Wednesday, August 29, 2012

Best and Most Uneventful Tuesday

From my Instagram Album
Today has been great. Seriously, I have never felt better. I mean that in the sense that I actually feel like I know where I'm going with my life. That still sounds weird...I don't have any life altering plans. I don't even know what I'm doing for dinner tonight. But after today, I feel like things are headed in the right direction.
I saw  my primary care doc today- she is the best, by the way and I'm so glad I finally found a doctor I like in a healthcare network I like- and now I feel like things are going to sort of go back to the way that they were or are at least back on track.
I went asking for a referral to a rheumatologist and what I got was a plan of care that is going to work better for me- which is what I need. Since I have already been diagnosed with FMS and I don't have any serious complications or autoimmune diseases, I don't need to see a rheumatologist. Instead, I can see MY doctor. I don't have to get to know anyone new and I don't have to pay the $40 specialist co-pay. What is even better is that my doctor listened to me and came up with a plan of care with me, instead of just for me.
So here it is:
  • I start a new prescription for the Fibro called Savella (I will post about what it is and where to read about it).
  • In one month, I go back to see how I'm doing. 
  • She is going to treat my ADD (my last doctor insisted I see a psychiatrist once a week and would not prescribe a thing- so we were talking a psych visit once a week plus the cost of a prescription, and reporting back to my PCP. Yeah, that did not go over well). 
  • If I need to see a counselor (which I may, because oh my goodness, I have never actually dealt with the emotional impact of being diagnosed with a chronic pain condition), I can.

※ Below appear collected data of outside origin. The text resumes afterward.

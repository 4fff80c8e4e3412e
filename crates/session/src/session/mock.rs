//! In-memory session for testing.

use crate::error::{ErrorKind, Result};
use crate::models::{Site, UploadItem};
use crate::progress::Progress;
use crate::session::{Session, SessionFactory, SessionHandle};
use async_trait::async_trait;
use std::collections::HashSet;
use std::sync::atomic::{AtomicBool, AtomicUsize, Ordering};
use std::sync::{Arc, Mutex, PoisonError};
use tokio::sync::watch;

const MOCK_FILE_SIZE: u64 = 1024;

/// Scriptable in-memory [`Session`] for testing.
///
/// Starts logged out, so the first upload reports
/// [`NotLoggedIn`](ErrorKind::NotLoggedIn) unless [`logged_in`](Self::logged_in)
/// was used. Uploads can be held open with [`blocked`](Self::blocked) until
/// [`release`](Self::release) is called, which gives tests a deterministic
/// window in which transfers are in flight.
///
/// # Examples
///
/// ```
/// use pixport_session::{MockSession, Progress, Session, Site, UploadItem, User};
///
/// # #[tokio::main(flavor = "current_thread")]
/// # async fn main() {
/// let site = Site {
///     key: "test".into(),
///     name: "Test".into(),
///     url: "https://example.org/api".into(),
///     user: User::new("alice", "secret", "Alice"),
/// };
/// let session = MockSession::new(site).logged_in().failing_upload("bad.jpg");
/// let item = UploadItem {
///     path: "/photos/bad.jpg".into(),
///     file_name: "bad.jpg".into(),
///     description: String::new(),
///     summary: String::new(),
/// };
/// assert!(session.upload_item(&item, &Progress::new()).await.is_err());
/// assert_eq!(session.upload_attempts(), 1);
/// # }
/// ```
pub struct MockSession {
    site: Site,
    logged_in: AtomicBool,
    expired: AtomicBool,
    reject_login: bool,
    fail_logout: bool,
    failing: HashSet<String>,
    gate: watch::Sender<bool>,
    uploading: watch::Sender<usize>,
    logins: AtomicUsize,
    logouts: AtomicUsize,
    attempts: AtomicUsize,
    uploaded: Mutex<Vec<UploadItem>>,
}

impl MockSession {
    pub fn new(site: Site) -> Self {
        Self {
            site,
            logged_in: AtomicBool::new(false),
            expired: AtomicBool::new(false),
            reject_login: false,
            fail_logout: false,
            failing: HashSet::new(),
            gate: watch::Sender::new(true),
            uploading: watch::Sender::new(0),
            logins: AtomicUsize::new(0),
            logouts: AtomicUsize::new(0),
            attempts: AtomicUsize::new(0),
            uploaded: Mutex::new(Vec::new()),
        }
    }

    /// Starts the session already authenticated.
    pub fn logged_in(self) -> Self {
        self.logged_in.store(true, Ordering::SeqCst);
        self
    }

    /// Claims to be authenticated, but the site has dropped the session: the
    /// next upload fails with [`NotLoggedIn`](ErrorKind::NotLoggedIn) until
    /// the session logs in again.
    pub fn expired(self) -> Self {
        self.logged_in.store(true, Ordering::SeqCst);
        self.expired.store(true, Ordering::SeqCst);
        self
    }

    /// Uploads of `file_name` fail with [`FailedUpload`](ErrorKind::FailedUpload).
    pub fn failing_upload(mut self, file_name: impl Into<String>) -> Self {
        self.failing.insert(file_name.into());
        self
    }

    /// Every login is refused with [`NotLoggedIn`](ErrorKind::NotLoggedIn).
    pub fn rejecting_login(mut self) -> Self {
        self.reject_login = true;
        self
    }

    /// Every logout fails with [`FailedLogout`](ErrorKind::FailedLogout).
    pub fn failing_logout(mut self) -> Self {
        self.fail_logout = true;
        self
    }

    /// Authenticated uploads wait until [`release`](Self::release) is called.
    pub fn blocked(self) -> Self {
        self.gate.send_replace(false);
        self
    }

    /// Lets every held (and future) upload proceed.
    pub fn release(&self) {
        self.gate.send_replace(true);
    }

    /// Waits until at least `count` uploads are in progress at the same time.
    pub async fn wait_until_uploading(&self, count: usize) {
        let mut uploading = self.uploading.subscribe();
        // The sender lives in `self`, so the channel can't close while we wait.
        let _ = uploading.wait_for(|n| *n >= count).await;
    }

    pub fn login_count(&self) -> usize {
        self.logins.load(Ordering::SeqCst)
    }

    pub fn logout_count(&self) -> usize {
        self.logouts.load(Ordering::SeqCst)
    }

    /// Number of `upload_item` calls, successful or not.
    pub fn upload_attempts(&self) -> usize {
        self.attempts.load(Ordering::SeqCst)
    }

    /// File names of successful uploads, in completion order.
    pub fn uploaded(&self) -> Vec<String> {
        self.uploaded.lock().unwrap_or_else(PoisonError::into_inner).iter().map(|i| i.file_name.clone()).collect()
    }

    /// Items of successful uploads, in completion order.
    pub fn uploaded_items(&self) -> Vec<UploadItem> {
        self.uploaded.lock().unwrap_or_else(PoisonError::into_inner).clone()
    }
}

/// Decrements the in-progress counter even when the upload future is dropped.
struct Uploading<'a>(&'a watch::Sender<usize>);
impl<'a> Uploading<'a> {
    fn start(counter: &'a watch::Sender<usize>) -> Self {
        counter.send_modify(|n| *n += 1);
        Self(counter)
    }
}
impl Drop for Uploading<'_> {
    fn drop(&mut self) {
        self.0.send_modify(|n| *n = n.saturating_sub(1));
    }
}

#[async_trait]
impl Session for MockSession {
    fn site(&self) -> &Site {
        &self.site
    }

    async fn login(&self) -> Result<()> {
        self.logins.fetch_add(1, Ordering::SeqCst);
        if self.reject_login {
            exn::bail!(ErrorKind::NotLoggedIn(format!("credentials of {} rejected", self.site.user.login)));
        }
        self.expired.store(false, Ordering::SeqCst);
        self.logged_in.store(true, Ordering::SeqCst);
        Ok(())
    }

    fn is_logged_in(&self) -> bool {
        self.logged_in.load(Ordering::SeqCst)
    }

    async fn upload_item(&self, item: &UploadItem, progress: &Progress) -> Result<()> {
        self.attempts.fetch_add(1, Ordering::SeqCst);
        if !self.is_logged_in() {
            exn::bail!(ErrorKind::NotLoggedIn("session not authenticated".to_string()));
        }
        if self.expired.load(Ordering::SeqCst) {
            exn::bail!(ErrorKind::NotLoggedIn("session expired".to_string()));
        }
        let _uploading = Uploading::start(&self.uploading);
        progress.set_total(MOCK_FILE_SIZE);
        let mut gate = self.gate.subscribe();
        let _ = gate.wait_for(|open| *open).await;
        if self.failing.contains(&item.file_name) {
            exn::bail!(ErrorKind::FailedUpload);
        }
        progress.advance(MOCK_FILE_SIZE);
        self.uploaded.lock().unwrap_or_else(PoisonError::into_inner).push(item.clone());
        Ok(())
    }

    async fn logout(&self) -> Result<()> {
        self.logouts.fetch_add(1, Ordering::SeqCst);
        if self.fail_logout {
            exn::bail!(ErrorKind::FailedLogout);
        }
        self.logged_in.store(false, Ordering::SeqCst);
        Ok(())
    }
}

type Configure = Box<dyn Fn(MockSession) -> MockSession + Send + Sync>;

/// Builds [`MockSession`]s and keeps hold of each one for later inspection.
pub struct MockSessionFactory {
    configure: Configure,
    built: Mutex<Vec<Arc<MockSession>>>,
}

impl MockSessionFactory {
    /// Every built session is passed through `configure` first.
    pub fn new(configure: impl Fn(MockSession) -> MockSession + Send + Sync + 'static) -> Self {
        Self {
            configure: Box::new(configure),
            built: Mutex::new(Vec::new()),
        }
    }

    /// All sessions built so far, oldest first.
    pub fn sessions(&self) -> Vec<Arc<MockSession>> {
        self.built.lock().unwrap_or_else(PoisonError::into_inner).clone()
    }

    /// The most recently built session.
    pub fn last(&self) -> Option<Arc<MockSession>> {
        self.built.lock().unwrap_or_else(PoisonError::into_inner).last().cloned()
    }
}

impl Default for MockSessionFactory {
    fn default() -> Self {
        Self::new(|session| session)
    }
}

impl SessionFactory for MockSessionFactory {
    fn build(&self, site: &Site) -> SessionHandle {
        let session = Arc::new((self.configure)(MockSession::new(site.clone())));
        self.built.lock().unwrap_or_else(PoisonError::into_inner).push(Arc::clone(&session));
        session
    }
}

#[cfg(test)]
mod tests {
    use super::*;
    use crate::models::User;

    fn site() -> Site {
        Site {
            key: "test".to_string(),
            name: "Test".to_string(),
            url: "https://example.org/api".to_string(),
            user: User::new("alice", "secret", "Alice"),
        }
    }

    fn item(name: &str) -> UploadItem {
        UploadItem {
            path: format!("/photos/{name}").into(),
            file_name: name.to_string(),
            description: "A picture".to_string(),
            summary: "test".to_string(),
        }
    }

    #[tokio::test]
    async fn test_upload_requires_login() {
        let session = MockSession::new(site());
        let err = session.upload_item(&item("a.jpg"), &Progress::new()).await.unwrap_err();
        assert!(matches!(&*err, ErrorKind::NotLoggedIn(_)));
        session.login().await.unwrap();
        session.upload_item(&item("a.jpg"), &Progress::new()).await.unwrap();
        assert_eq!(session.uploaded(), vec!["a.jpg".to_string()]);
        assert_eq!(session.upload_attempts(), 2);
    }

    #[tokio::test]
    async fn test_expired_session() {
        let session = MockSession::new(site()).expired();
        assert!(session.is_logged_in());
        let err = session.upload_item(&item("a.jpg"), &Progress::new()).await.unwrap_err();
        assert!(matches!(&*err, ErrorKind::NotLoggedIn(_)));
        session.login().await.unwrap();
        session.upload_item(&item("a.jpg"), &Progress::new()).await.unwrap();
        assert_eq!(session.uploaded(), vec!["a.jpg".to_string()]);
    }

    #[tokio::test]
    async fn test_failing_upload() {
        let session = MockSession::new(site()).logged_in().failing_upload("b.jpg");
        let progress = Progress::new();
        let err = session.upload_item(&item("b.jpg"), &progress).await.unwrap_err();
        assert_eq!(*err, ErrorKind::FailedUpload);
        assert!(session.uploaded().is_empty());
    }

    #[tokio::test]
    async fn test_progress_reported() {
        let session = MockSession::new(site()).logged_in();
        let progress = Progress::new();
        session.upload_item(&item("a.jpg"), &progress).await.unwrap();
        assert_eq!(progress.fraction(), 1.0);
    }

    #[tokio::test]
    async fn test_rejecting_login() {
        let session = MockSession::new(site()).rejecting_login();
        let err = session.login().await.unwrap_err();
        assert!(matches!(&*err, ErrorKind::NotLoggedIn(_)));
        assert!(!session.is_logged_in());
        assert_eq!(session.login_count(), 1);
    }

    #[tokio::test]
    async fn test_logout() {
        let session = MockSession::new(site()).logged_in();
        session.logout().await.unwrap();
        assert!(!session.is_logged_in());
        let failing = MockSession::new(site()).logged_in().failing_logout();
        assert_eq!(*failing.logout().await.unwrap_err(), ErrorKind::FailedLogout);
        assert_eq!(failing.logout_count(), 1);
    }

    #[tokio::test]
    async fn test_factory_keeps_sessions() {
        let factory = MockSessionFactory::new(|s| s.logged_in());
        let session = factory.build(&site());
        assert!(session.is_logged_in());
        assert_eq!(factory.sessions().len(), 1);
        assert_eq!(factory.last().map(|s| s.site().key.clone()), Some("test".to_string()));
    }
}
use thiserror::Error;

/// Errors surfaced by the seat and order stores.
///
/// Business rejections name the offending seat and must not be retried;
/// `Backend` wraps transaction rollbacks, deadlocks and connectivity
/// failures, which the activity retry policy may retry with backoff.
#[derive(Debug, Error)]
pub enum StoreError {
    #[error("seat {seat} is not available")]
    SeatNotAvailable { seat: String },

    #[error("seat {seat} does not exist")]
    SeatNotExist { seat: String },

    #[error("order not found")]
    OrderNotFound,

    #[error("storage backend error: {0}")]
    Backend(#[source] anyhow::Error),
}

impl StoreError {
    pub fn backend(err: impl Into<anyhow::Error>) -> Self {
        StoreError::Backend(err.into())
    }

    /// Only backend failures are transient; everything else is a
    /// definitive answer from the store.
    pub fn is_retryable(&self) -> bool {
        matches!(self, StoreError::Backend(_))
    }
}

#[cfg(test)]
mod tests {
    use super::*;

    #[test]
    fn test_retryability_classification() {
        let unavailable = StoreError::SeatNotAvailable {
            seat: "A1".to_string(),
        };
        let missing = StoreError::SeatNotExist {
            seat: "Z9".to_string(),
        };
        let backend = StoreError::backend(anyhow::anyhow!("connection reset"));

        assert!(!unavailable.is_retryable());
        assert!(!missing.is_retryable());
        assert!(!StoreError::OrderNotFound.is_retryable());
        assert!(backend.is_retryable());
    }

    #[test]
    fn test_rejection_carries_seat_number() {
        let err = StoreError::SeatNotAvailable {
            seat: "C1".to_string(),
        };
        assert!(err.to_string().contains("C1"));
    }
}
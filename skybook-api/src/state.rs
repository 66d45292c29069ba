use std::sync::Arc;
use std::time::Duration;

use skybook_core::repository::{OrderRecords, SeatInventory};
use skybook_engine::BookingEngine;

#[derive(Clone)]
pub struct AppState {
    pub engine: Arc<BookingEngine>,
    pub seats: Arc<dyn SeatInventory>,
    pub orders: Arc<dyn OrderRecords>,
    /// Same value the orchestrator's hold timer uses; the façade needs
    /// it to turn `reservationStartAt` into a countdown.
    pub reservation_timeout: Duration,
}
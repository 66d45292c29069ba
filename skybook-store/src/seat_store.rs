use std::collections::HashSet;

use async_trait::async_trait;
use chrono::{DateTime, Duration, Utc};
use sqlx::{PgPool, Postgres, Transaction};

use skybook_core::error::StoreError;
use skybook_core::models::{Seat, SeatStatus};
use skybook_core::repository::SeatInventory;

/// Relational seat inventory. Every mutating operation locks the target
/// rows with `SELECT ... FOR UPDATE` before any check or write, so
/// concurrent callers serialise on the exact seats they touch. Rows are
/// always locked in seat-number order to bound lock waits.
pub struct PgSeatStore {
    pool: PgPool,
    hold_window: Duration,
}

#[derive(sqlx::FromRow)]
struct SeatRow {
    seat_id: uuid::Uuid,
    flight_id: String,
    seat_number: String,
    status: String,
    reserved_by: Option<String>,
    user_id: Option<String>,
    reserved_at: Option<DateTime<Utc>>,
}

impl SeatRow {
    fn into_seat(self) -> Result<Seat, StoreError> {
        let status = self
            .status
            .parse::<SeatStatus>()
            .map_err(|e| StoreError::Backend(anyhow::anyhow!(e)))?;
        Ok(Seat {
            seat_id: self.seat_id,
            flight_id: self.flight_id,
            seat_number: self.seat_number,
            status,
            reserved_by: self.reserved_by,
            user_id: self.user_id,
            reserved_at: self.reserved_at,
        })
    }
}

impl PgSeatStore {
    /// `hold_window` is the reservation timeout; holds older than it are
    /// treated as expired and may be taken over.
    pub fn new(pool: PgPool, hold_window: std::time::Duration) -> Self {
        let hold_window =
            Duration::from_std(hold_window).unwrap_or_else(|_| Duration::minutes(15));
        Self { pool, hold_window }
    }

    /// Lock-check-reserve sequence shared by `reserve_seats` and
    /// `update_seats`. Must run inside the caller's transaction.
    async fn lock_and_reserve(
        &self,
        tx: &mut Transaction<'_, Postgres>,
        flight_id: &str,
        seats: &[String],
        order_id: &str,
        user_id: &str,
    ) -> Result<(), StoreError> {
        let rows: Vec<SeatRow> = sqlx::query_as(
            r#"
            SELECT seat_id, flight_id, seat_number, status, reserved_by, user_id, reserved_at
            FROM seats
            WHERE flight_id = $1 AND seat_number = ANY($2)
            ORDER BY seat_number
            FOR UPDATE
            "#,
        )
        .bind(flight_id)
        .bind(seats)
        .fetch_all(&mut **tx)
        .await
        .map_err(StoreError::backend)?;

        let found: HashSet<&str> = rows.iter().map(|r| r.seat_number.as_str()).collect();
        for seat in seats {
            if !found.contains(seat.as_str()) {
                return Err(StoreError::SeatNotExist { seat: seat.clone() });
            }
        }

        let cutoff = Utc::now() - self.hold_window;
        for row in &rows {
            if !takeable(row, order_id, cutoff) {
                return Err(StoreError::SeatNotAvailable {
                    seat: row.seat_number.clone(),
                });
            }
        }

        sqlx::query(
            r#"
            UPDATE seats
            SET status = $1, reserved_by = $2, user_id = $3, reserved_at = NOW()
            WHERE flight_id = $4 AND seat_number = ANY($5)
            "#,
        )
        .bind(SeatStatus::Reserved.as_str())
        .bind(order_id)
        .bind(user_id)
        .bind(flight_id)
        .bind(seats)
        .execute(&mut **tx)
        .await
        .map_err(StoreError::backend)?;

        Ok(())
    }
}

fn takeable(row: &SeatRow, order_id: &str, cutoff: DateTime<Utc>) -> bool {
    match row.status.as_str() {
        "AVAILABLE" => true,
        "RESERVED" => {
            // A stale hold is reclaimable without a background sweep; an
            // order may also re-acquire its own live hold, which keeps
            // activity retries idempotent.
            row.reserved_by.as_deref() == Some(order_id)
                || row.reserved_at.map(|at| at < cutoff).unwrap_or(false)
        }
        _ => false,
    }
}

#[async_trait]
impl SeatInventory for PgSeatStore {
    async fn reserve_seats(
        &self,
        flight_id: &str,
        seats: &[String],
        order_id: &str,
        user_id: &str,
    ) -> Result<(), StoreError> {
        let mut tx = self.pool.begin().await.map_err(StoreError::backend)?;
        self.lock_and_reserve(&mut tx, flight_id, seats, order_id, user_id)
            .await?;
        tx.commit().await.map_err(StoreError::backend)?;

        tracing::info!(order_id, flight_id, ?seats, "seats reserved");
        Ok(())
    }

    async fn update_seats(&self, order_id: &str, new_seats: &[String]) -> Result<(), StoreError> {
        let mut tx = self.pool.begin().await.map_err(StoreError::backend)?;

        let owner: Option<(String, String)> =
            sqlx::query_as("SELECT flight_id, user_id FROM orders WHERE order_id = $1")
                .bind(order_id)
                .fetch_optional(&mut *tx)
                .await
                .map_err(StoreError::backend)?;
        let (flight_id, user_id) = owner.ok_or(StoreError::OrderNotFound)?;

        // Releasing first lets the new selection overlap the old one;
        // the surrounding transaction makes the swap all-or-nothing.
        sqlx::query(
            r#"
            UPDATE seats
            SET status = $1, reserved_by = NULL, user_id = NULL, reserved_at = NULL
            WHERE reserved_by = $2
            "#,
        )
        .bind(SeatStatus::Available.as_str())
        .bind(order_id)
        .execute(&mut *tx)
        .await
        .map_err(StoreError::backend)?;

        self.lock_and_reserve(&mut tx, &flight_id, new_seats, order_id, &user_id)
            .await?;
        tx.commit().await.map_err(StoreError::backend)?;

        tracing::info!(order_id, ?new_seats, "seat selection updated");
        Ok(())
    }

    async fn release_seats(&self, order_id: &str) -> Result<(), StoreError> {
        sqlx::query(
            r#"
            UPDATE seats
            SET status = $1, reserved_by = NULL, user_id = NULL, reserved_at = NULL
            WHERE reserved_by = $2
            "#,
        )
        .bind(SeatStatus::Available.as_str())
        .bind(order_id)
        .execute(&self.pool)
        .await
        .map_err(StoreError::backend)?;

        tracing::info!(order_id, "seats released");
        Ok(())
    }

    async fn confirm_seats(&self, order_id: &str) -> Result<(), StoreError> {
        sqlx::query("UPDATE seats SET status = $1 WHERE reserved_by = $2")
            .bind(SeatStatus::Booked.as_str())
            .bind(order_id)
            .execute(&self.pool)
            .await
            .map_err(StoreError::backend)?;

        tracing::info!(order_id, "seats confirmed");
        Ok(())
    }

    async fn get_seats(&self, flight_id: &str) -> Result<Vec<Seat>, StoreError> {
        let rows: Vec<SeatRow> = sqlx::query_as(
            r#"
            SELECT seat_id, flight_id, seat_number, status, reserved_by, user_id, reserved_at
            FROM seats
            WHERE flight_id = $1
            ORDER BY seat_number
            "#,
        )
        .bind(flight_id)
        .fetch_all(&self.pool)
        .await
        .map_err(StoreError::backend)?;

        rows.into_iter().map(SeatRow::into_seat).collect()
    }

    async fn get_order_seats(&self, order_id: &str) -> Result<Vec<String>, StoreError> {
        let seats: Vec<String> = sqlx::query_scalar(
            "SELECT seat_number FROM seats WHERE reserved_by = $1 ORDER BY seat_number",
        )
        .bind(order_id)
        .fetch_all(&self.pool)
        .await
        .map_err(StoreError::backend)?;

        Ok(seats)
    }

    async fn reset_flight_seats(&self, flight_id: &str) -> Result<(), StoreError> {
        sqlx::query(
            r#"
            UPDATE seats
            SET status = $1, reserved_by = NULL, user_id = NULL, reserved_at = NULL
            WHERE flight_id = $2
            "#,
        )
        .bind(SeatStatus::Available.as_str())
        .bind(flight_id)
        .execute(&self.pool)
        .await
        .map_err(StoreError::backend)?;

        tracing::info!(flight_id, "flight seats reset");
        Ok(())
    }
}
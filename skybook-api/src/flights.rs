use axum::{
    extract::{Path, State},
    routing::{get, post},
    Json, Router,
};
use serde::Serialize;
use serde_json::json;

use skybook_core::models::Seat;

use crate::error::ApiError;
use crate::state::AppState;

#[derive(Debug, Serialize)]
#[serde(rename_all = "camelCase")]
struct SeatsResponse {
    flight_id: String,
    seats: Vec<Seat>,
}

pub fn routes() -> Router<AppState> {
    Router::new()
        .route("/health", get(health))
        .route("/api/flights/:flight_id/seats", get(get_seats))
        .route("/api/admin/flights/:flight_id/reset", post(reset_flight))
}

async fn health() -> Json<serde_json::Value> {
    Json(json!({"status": "healthy"}))
}

/// GET /api/flights/:flight_id/seats
async fn get_seats(
    State(state): State<AppState>,
    Path(flight_id): Path<String>,
) -> Result<Json<SeatsResponse>, ApiError> {
    let seats = state.seats.get_seats(&flight_id).await?;
    Ok(Json(SeatsResponse { flight_id, seats }))
}

/// POST /api/admin/flights/:flight_id/reset
///
/// Orders go first so the seats' owner references are already detached
/// when the rows are reset.
async fn reset_flight(
    State(state): State<AppState>,
    Path(flight_id): Path<String>,
) -> Result<Json<serde_json::Value>, ApiError> {
    state.orders.delete_orders_by_flight(&flight_id).await?;
    state.seats.reset_flight_seats(&flight_id).await?;

    Ok(Json(json!({"message": "flight reset"})))
}
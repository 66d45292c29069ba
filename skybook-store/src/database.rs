use std::time::Duration;

use sqlx::postgres::PgPoolOptions;
use sqlx::{Pool, Postgres};
use tracing::info;

/// Shared connection pool. Bounded so a storm of orchestrators cannot
/// exhaust the backend: 25 open, 5 idle, 5-minute max lifetime.
#[derive(Clone)]
pub struct DbClient {
    pub pool: Pool<Postgres>,
}

impl DbClient {
    pub async fn new(dsn: &str) -> Result<Self, sqlx::Error> {
        let pool = PgPoolOptions::new()
            .max_connections(25)
            .min_connections(5)
            .max_lifetime(Duration::from_secs(300))
            .acquire_timeout(Duration::from_secs(3))
            .connect(dsn)
            .await?;

        Ok(Self { pool })
    }

    pub async fn migrate(&self) -> Result<(), sqlx::migrate::MigrateError> {
        info!("Running database migrations...");
        sqlx::migrate!("../migrations").run(&self.pool).await?;
        info!("Migrations completed successfully.");
        Ok(())
    }
}
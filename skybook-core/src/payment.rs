use async_trait::async_trait;
use serde::{Deserialize, Serialize};
use thiserror::Error;

/// Result of a payment validation attempt.
///
/// A format rejection comes back as `success = false` with an error
/// message and is never retried; gateway failures are reported through
/// `GatewayError` instead so the activity layer can retry them.
#[derive(Debug, Clone, Serialize, Deserialize)]
#[serde(rename_all = "camelCase")]
pub struct PaymentOutcome {
    pub success: bool,
    #[serde(skip_serializing_if = "Option::is_none")]
    pub transaction_id: Option<String>,
    #[serde(skip_serializing_if = "Option::is_none")]
    pub error_message: Option<String>,
}

impl PaymentOutcome {
    pub fn approved(transaction_id: String) -> Self {
        Self {
            success: true,
            transaction_id: Some(transaction_id),
            error_message: None,
        }
    }

    pub fn rejected(error_message: impl Into<String>) -> Self {
        Self {
            success: false,
            transaction_id: None,
            error_message: Some(error_message.into()),
        }
    }
}

/// Transient gateway failure; retryable by activity policy.
#[derive(Debug, Clone, Error)]
pub enum GatewayError {
    #[error("payment gateway error: {0}")]
    Gateway(String),
}

/// External payment validator contract.
#[async_trait]
pub trait PaymentGateway: Send + Sync {
    async fn validate(
        &self,
        payment_code: &str,
        order_id: &str,
    ) -> Result<PaymentOutcome, GatewayError>;
}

All of these things, plus the sunshine, the fact that it's almost Labor Day weekend (read: long weekend) and I start classes again has made me hopeful. I hope I can get back on track with my health. I hope I can regain some control. I hope I can once again focus on my degree. My doctor did exactly what I needed: she listened and came up with a plan with me. Now I feel like I can have [most] of my life back (clearly without the somewhat self-destructive behavior of my early twenties).